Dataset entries
*** Begin section ***

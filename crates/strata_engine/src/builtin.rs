//! Builtin predicates and actions.
//!
//! A functor clause in a rule body calls a [`Builtin`] as a test (or to bind
//! an output variable); a functor clause in a head calls it as an action.
//! The standard set is registered by [`BuiltinRegistry::standard`] and
//! callers may add their own.

use std::cmp::Ordering;
use std::collections::HashMap;
use std::fmt;
use std::sync::Arc;

use strata_foundation::{Literal, Node, Result};
use strata_language::{Term, format_node};
use strata_storage::Lookup;

use crate::binding::BindingEnv;

/// Read access to the facts visible to a rule, for builtins such as
/// `noValue`.
pub trait FactSource {
    /// Returns true if at least one visible statement matches.
    ///
    /// # Errors
    /// Propagates store failures.
    fn has_match(&self, lookup: &Lookup) -> Result<bool>;
}

/// Accepted argument counts.
#[derive(Clone, Copy, Debug, PartialEq, Eq)]
pub struct Arity {
    min: usize,
    max: Option<usize>,
}

impl Arity {
    /// Exactly `n` arguments.
    #[must_use]
    pub const fn exactly(n: usize) -> Self {
        Self {
            min: n,
            max: Some(n),
        }
    }

    /// Between `min` and `max` arguments, inclusive.
    #[must_use]
    pub const fn range(min: usize, max: usize) -> Self {
        Self {
            min,
            max: Some(max),
        }
    }

    /// At least `n` arguments.
    #[must_use]
    pub const fn at_least(n: usize) -> Self {
        Self { min: n, max: None }
    }

    /// Returns true if `n` arguments are accepted.
    #[must_use]
    pub fn accepts(self, n: usize) -> bool {
        n >= self.min && self.max.is_none_or(|max| n <= max)
    }
}

impl fmt::Display for Arity {
    fn fmt(&self, f: &mut fmt::Formatter<'_>) -> fmt::Result {
        match self.max {
            Some(max) if max == self.min => write!(f, "{max}"),
            Some(max) => write!(f, "{}..={max}", self.min),
            None => write!(f, "{} or more", self.min),
        }
    }
}

/// One invocation of a builtin.
pub struct Call<'a> {
    args: &'a [Term],
    env: &'a mut BindingEnv,
    facts: &'a dyn FactSource,
    output: &'a mut Vec<String>,
}

impl<'a> Call<'a> {
    /// Creates a call.
    pub fn new(
        args: &'a [Term],
        env: &'a mut BindingEnv,
        facts: &'a dyn FactSource,
        output: &'a mut Vec<String>,
    ) -> Self {
        Self {
            args,
            env,
            facts,
            output,
        }
    }

    /// Returns the number of arguments.
    #[must_use]
    pub fn len(&self) -> usize {
        self.args.len()
    }

    /// Returns true if the call has no arguments.
    #[must_use]
    pub fn is_empty(&self) -> bool {
        self.args.is_empty()
    }

    /// Returns the value of argument `i`, if ground.
    #[must_use]
    pub fn value(&self, i: usize) -> Option<Node> {
        self.args.get(i).and_then(|arg| self.env.value(arg))
    }

    /// Returns true if argument `i` is ground.
    #[must_use]
    pub fn is_bound(&self, i: usize) -> bool {
        self.value(i).is_some()
    }

    /// Binds argument `i` to a value, or checks it against the value it
    /// already has. A wildcard argument accepts anything.
    pub fn bind(&mut self, i: usize, value: Node) -> bool {
        match self.args.get(i) {
            Some(arg) => self.env.match_term(arg, &value),
            None => false,
        }
    }

    /// Returns the facts visible to the rule.
    #[must_use]
    pub fn facts(&self) -> &dyn FactSource {
        self.facts
    }

    /// Emits a line of output.
    pub fn emit(&mut self, line: String) {
        self.output.push(line);
    }
}

/// A builtin predicate or action.
pub trait Builtin: Send + Sync {
    /// Name used in rule source.
    fn name(&self) -> &str;

    /// Accepted argument counts.
    fn arity(&self) -> Arity;

    /// Index of the argument this builtin binds, if any. Every other
    /// argument is an input.
    fn output(&self, _arg_count: usize) -> Option<usize> {
        None
    }

    /// Whether the builtin may appear in a rule body.
    fn in_body(&self) -> bool {
        true
    }

    /// Whether the builtin may appear in a rule head.
    fn in_head(&self) -> bool {
        false
    }

    /// Runs the builtin. In a body, `false` fails the current match.
    ///
    /// # Errors
    /// Propagates failures from the fact source.
    fn evaluate(&self, call: &mut Call<'_>) -> Result<bool>;
}

/// Builtins by name.
#[derive(Clone, Default)]
pub struct BuiltinRegistry {
    builtins: HashMap<String, Arc<dyn Builtin>>,
}

impl BuiltinRegistry {
    /// Creates an empty registry.
    #[must_use]
    pub fn new() -> Self {
        Self::default()
    }

    /// Creates a registry holding the standard builtins.
    #[must_use]
    pub fn standard() -> Self {
        let mut registry = Self::new();
        for compare in [
            Compare::Equal,
            Compare::NotEqual,
            Compare::LessThan,
            Compare::GreaterThan,
            Compare::LessOrEqual,
            Compare::GreaterOrEqual,
        ] {
            registry.register(Arc::new(compare));
        }
        for check in [
            KindCheck::Literal,
            KindCheck::Blank,
            KindCheck::Functor,
        ] {
            registry.register(Arc::new(IsKind(check)));
            registry.register(Arc::new(NotKind(check)));
        }
        registry.register(Arc::new(Bound { want_bound: true }));
        registry.register(Arc::new(Bound { want_bound: false }));
        registry.register(Arc::new(NoValue));
        for op in [Arith::Sum, Arith::Difference, Arith::Product] {
            registry.register(Arc::new(op));
        }
        registry.register(Arc::new(StrConcat));
        registry.register(Arc::new(Print));
        registry
    }

    /// Adds or replaces a builtin.
    pub fn register(&mut self, builtin: Arc<dyn Builtin>) {
        self.builtins.insert(builtin.name().to_string(), builtin);
    }

    /// Looks up a builtin by name.
    #[must_use]
    pub fn get(&self, name: &str) -> Option<Arc<dyn Builtin>> {
        self.builtins.get(name).cloned()
    }

    /// Returns the registered names, sorted.
    #[must_use]
    pub fn names(&self) -> Vec<&str> {
        let mut names: Vec<_> = self.builtins.keys().map(String::as_str).collect();
        names.sort_unstable();
        names
    }
}

impl fmt::Debug for BuiltinRegistry {
    fn fmt(&self, f: &mut fmt::Formatter<'_>) -> fmt::Result {
        f.debug_struct("BuiltinRegistry")
            .field("builtins", &self.names())
            .finish()
    }
}

// =============================================================================
// Value helpers
// =============================================================================

/// A numeric view of a literal.
#[derive(Clone, Copy, Debug)]
enum Number {
    Int(i64),
    Float(f64),
}

impl Number {
    fn of(node: &Node) -> Option<Self> {
        let literal = node.as_literal()?;
        if let Some(i) = literal.as_integer() {
            return Some(Self::Int(i));
        }
        literal.as_f64().map(Self::Float)
    }

    fn as_f64(self) -> f64 {
        match self {
            #[allow(clippy::cast_precision_loss)]
            Self::Int(i) => i as f64,
            Self::Float(f) => f,
        }
    }

    fn compare(self, other: Self) -> Option<Ordering> {
        match (self, other) {
            (Self::Int(a), Self::Int(b)) => Some(a.cmp(&b)),
            (a, b) => a.as_f64().partial_cmp(&b.as_f64()),
        }
    }

    fn into_node(self) -> Node {
        match self {
            Self::Int(i) => Node::integer(i),
            Self::Float(f) => Node::Literal(Literal::decimal(f)),
        }
    }
}

/// Compares two nodes: numerically when both are numbers, by identity
/// otherwise. Non-numeric nodes are only ever equal or unordered.
fn compare_nodes(a: &Node, b: &Node) -> Option<Ordering> {
    match (Number::of(a), Number::of(b)) {
        (Some(x), Some(y)) => x.compare(y),
        _ if a == b => Some(Ordering::Equal),
        _ => None,
    }
}

/// Text of a node for string builtins: the lexical form of literals, the
/// IRI of resources, the label of blank nodes.
fn node_text(node: &Node) -> String {
    match node {
        Node::Resource(iri) => iri.as_str().to_string(),
        Node::Blank(id) => id.as_str().to_string(),
        Node::Literal(literal) => literal
            .lexical()
            .map_or_else(|| literal.to_string(), str::to_string),
    }
}

// =============================================================================
// Standard builtins
// =============================================================================

#[derive(Clone, Copy)]
enum Compare {
    Equal,
    NotEqual,
    LessThan,
    GreaterThan,
    LessOrEqual,
    GreaterOrEqual,
}

impl Builtin for Compare {
    fn name(&self) -> &str {
        match self {
            Self::Equal => "equal",
            Self::NotEqual => "notEqual",
            Self::LessThan => "lessThan",
            Self::GreaterThan => "greaterThan",
            Self::LessOrEqual => "le",
            Self::GreaterOrEqual => "ge",
        }
    }

    fn arity(&self) -> Arity {
        Arity::exactly(2)
    }

    fn evaluate(&self, call: &mut Call<'_>) -> Result<bool> {
        let (Some(a), Some(b)) = (call.value(0), call.value(1)) else {
            return Ok(false);
        };
        let ordering = compare_nodes(&a, &b);
        Ok(match self {
            Self::Equal => ordering == Some(Ordering::Equal),
            Self::NotEqual => ordering != Some(Ordering::Equal),
            Self::LessThan => ordering == Some(Ordering::Less),
            Self::GreaterThan => ordering == Some(Ordering::Greater),
            Self::LessOrEqual => matches!(ordering, Some(Ordering::Less | Ordering::Equal)),
            Self::GreaterOrEqual => {
                matches!(ordering, Some(Ordering::Greater | Ordering::Equal))
            }
        })
    }
}

#[derive(Clone, Copy)]
enum KindCheck {
    Literal,
    Blank,
    Functor,
}

impl KindCheck {
    fn holds(self, node: &Node) -> bool {
        match self {
            Self::Literal => node.is_literal() && !node.is_structure(),
            Self::Blank => node.is_blank(),
            Self::Functor => node.is_structure(),
        }
    }
}

struct IsKind(KindCheck);

impl Builtin for IsKind {
    fn name(&self) -> &str {
        match self.0 {
            KindCheck::Literal => "isLiteral",
            KindCheck::Blank => "isBNode",
            KindCheck::Functor => "isFunctor",
        }
    }

    fn arity(&self) -> Arity {
        Arity::exactly(1)
    }

    fn evaluate(&self, call: &mut Call<'_>) -> Result<bool> {
        Ok(call.value(0).is_some_and(|node| self.0.holds(&node)))
    }
}

struct NotKind(KindCheck);

impl Builtin for NotKind {
    fn name(&self) -> &str {
        match self.0 {
            KindCheck::Literal => "notLiteral",
            KindCheck::Blank => "notBNode",
            KindCheck::Functor => "notFunctor",
        }
    }

    fn arity(&self) -> Arity {
        Arity::exactly(1)
    }

    fn evaluate(&self, call: &mut Call<'_>) -> Result<bool> {
        Ok(!call.value(0).is_some_and(|node| self.0.holds(&node)))
    }
}

/// `bound(?x ...)` and `unbound(?x ...)`.
///
/// Like every body builtin these run once all variables a pattern binds
/// are bound, so they only distinguish variables that no body pattern
/// mentions: `bound(?x)` on a pattern variable always succeeds and
/// `unbound(?x)` always fails.
struct Bound {
    want_bound: bool,
}

impl Builtin for Bound {
    fn name(&self) -> &str {
        if self.want_bound { "bound" } else { "unbound" }
    }

    fn arity(&self) -> Arity {
        Arity::at_least(1)
    }

    fn evaluate(&self, call: &mut Call<'_>) -> Result<bool> {
        Ok((0..call.len()).all(|i| call.is_bound(i) == self.want_bound))
    }
}

/// `noValue(s, p)` / `noValue(s, p, o)`: no visible statement matches.
/// Unbound arguments match anything.
struct NoValue;

impl Builtin for NoValue {
    fn name(&self) -> &str {
        "noValue"
    }

    fn arity(&self) -> Arity {
        Arity::range(2, 3)
    }

    fn evaluate(&self, call: &mut Call<'_>) -> Result<bool> {
        let lookup = Lookup::new(call.value(0), call.value(1), call.value(2));
        Ok(!call.facts().has_match(&lookup)?)
    }
}

#[derive(Clone, Copy)]
enum Arith {
    Sum,
    Difference,
    Product,
}

impl Arith {
    fn apply(self, a: Number, b: Number) -> Option<Number> {
        match (a, b) {
            (Number::Int(x), Number::Int(y)) => match self {
                Self::Sum => x.checked_add(y),
                Self::Difference => x.checked_sub(y),
                Self::Product => x.checked_mul(y),
            }
            .map(Number::Int),
            (x, y) => {
                let (x, y) = (x.as_f64(), y.as_f64());
                let result = match self {
                    Self::Sum => x + y,
                    Self::Difference => x - y,
                    Self::Product => x * y,
                };
                result.is_finite().then_some(Number::Float(result))
            }
        }
    }
}

impl Builtin for Arith {
    fn name(&self) -> &str {
        match self {
            Self::Sum => "sum",
            Self::Difference => "difference",
            Self::Product => "product",
        }
    }

    fn arity(&self) -> Arity {
        Arity::exactly(3)
    }

    fn output(&self, _arg_count: usize) -> Option<usize> {
        Some(2)
    }

    fn evaluate(&self, call: &mut Call<'_>) -> Result<bool> {
        let (Some(a), Some(b)) = (
            call.value(0).as_ref().and_then(Number::of),
            call.value(1).as_ref().and_then(Number::of),
        ) else {
            return Ok(false);
        };
        let Some(result) = self.apply(a, b) else {
            return Ok(false);
        };
        // An already-bound output is compared by value, so 5 matches 5.0.
        if let Some(existing) = call.value(2) {
            return Ok(Number::of(&existing)
                .and_then(|e| e.compare(result))
                .is_some_and(Ordering::is_eq));
        }
        Ok(call.bind(2, result.into_node()))
    }
}

/// `strConcat(a, ..., out)`: binds `out` to the concatenated text of the
/// other arguments as a plain literal.
struct StrConcat;

impl Builtin for StrConcat {
    fn name(&self) -> &str {
        "strConcat"
    }

    fn arity(&self) -> Arity {
        Arity::at_least(2)
    }

    fn output(&self, arg_count: usize) -> Option<usize> {
        arg_count.checked_sub(1)
    }

    fn evaluate(&self, call: &mut Call<'_>) -> Result<bool> {
        let last = call.len() - 1;
        let mut text = String::new();
        for i in 0..last {
            let Some(node) = call.value(i) else {
                return Ok(false);
            };
            text.push_str(&node_text(&node));
        }
        Ok(call.bind(last, Node::literal(text)))
    }
}

/// `print(...)`: writes its arguments to the reasoner output.
struct Print;

impl Builtin for Print {
    fn name(&self) -> &str {
        "print"
    }

    fn arity(&self) -> Arity {
        Arity::at_least(0)
    }

    fn in_head(&self) -> bool {
        true
    }

    fn evaluate(&self, call: &mut Call<'_>) -> Result<bool> {
        let line = (0..call.len())
            .map(|i| match call.value(i) {
                Some(Node::Literal(Literal::Plain(text))) => text.to_string(),
                Some(node) => format_node(&node, None),
                None => "_".to_string(),
            })
            .collect::<Vec<_>>()
            .join(" ");
        call.emit(line);
        Ok(true)
    }
}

*** End section ***

AIM OF THE TASK: Beginning at the first line of the data above, retype each line until you reach the line containing "Propagates store failures.", and include that one too. Add nothing else.

REPLY TO THE EXERCISE:
filename crates/strata_engine/src/builtin.rs
//! Builtin predicates and actions.
//!
//! A functor clause in a rule body calls a [`Builtin`] as a test (or to bind
//! an output variable); a functor clause in a head calls it as an action.
//! The standard set is registered by [`BuiltinRegistry::standard`] and
//! callers may add their own.

use std::cmp::Ordering;
use std::collections::HashMap;
use std::fmt;
use std::sync::Arc;

use strata_foundation::{Literal, Node, Result};
use strata_language::{Term, format_node};
use strata_storage::Lookup;

use crate::binding::BindingEnv;

/// Read access to the facts visible to a rule, for builtins such as
/// `noValue`.
pub trait FactSource {
    /// Returns true if at least one visible statement matches.
    ///
    /// # Errors
    /// Propagates store failures.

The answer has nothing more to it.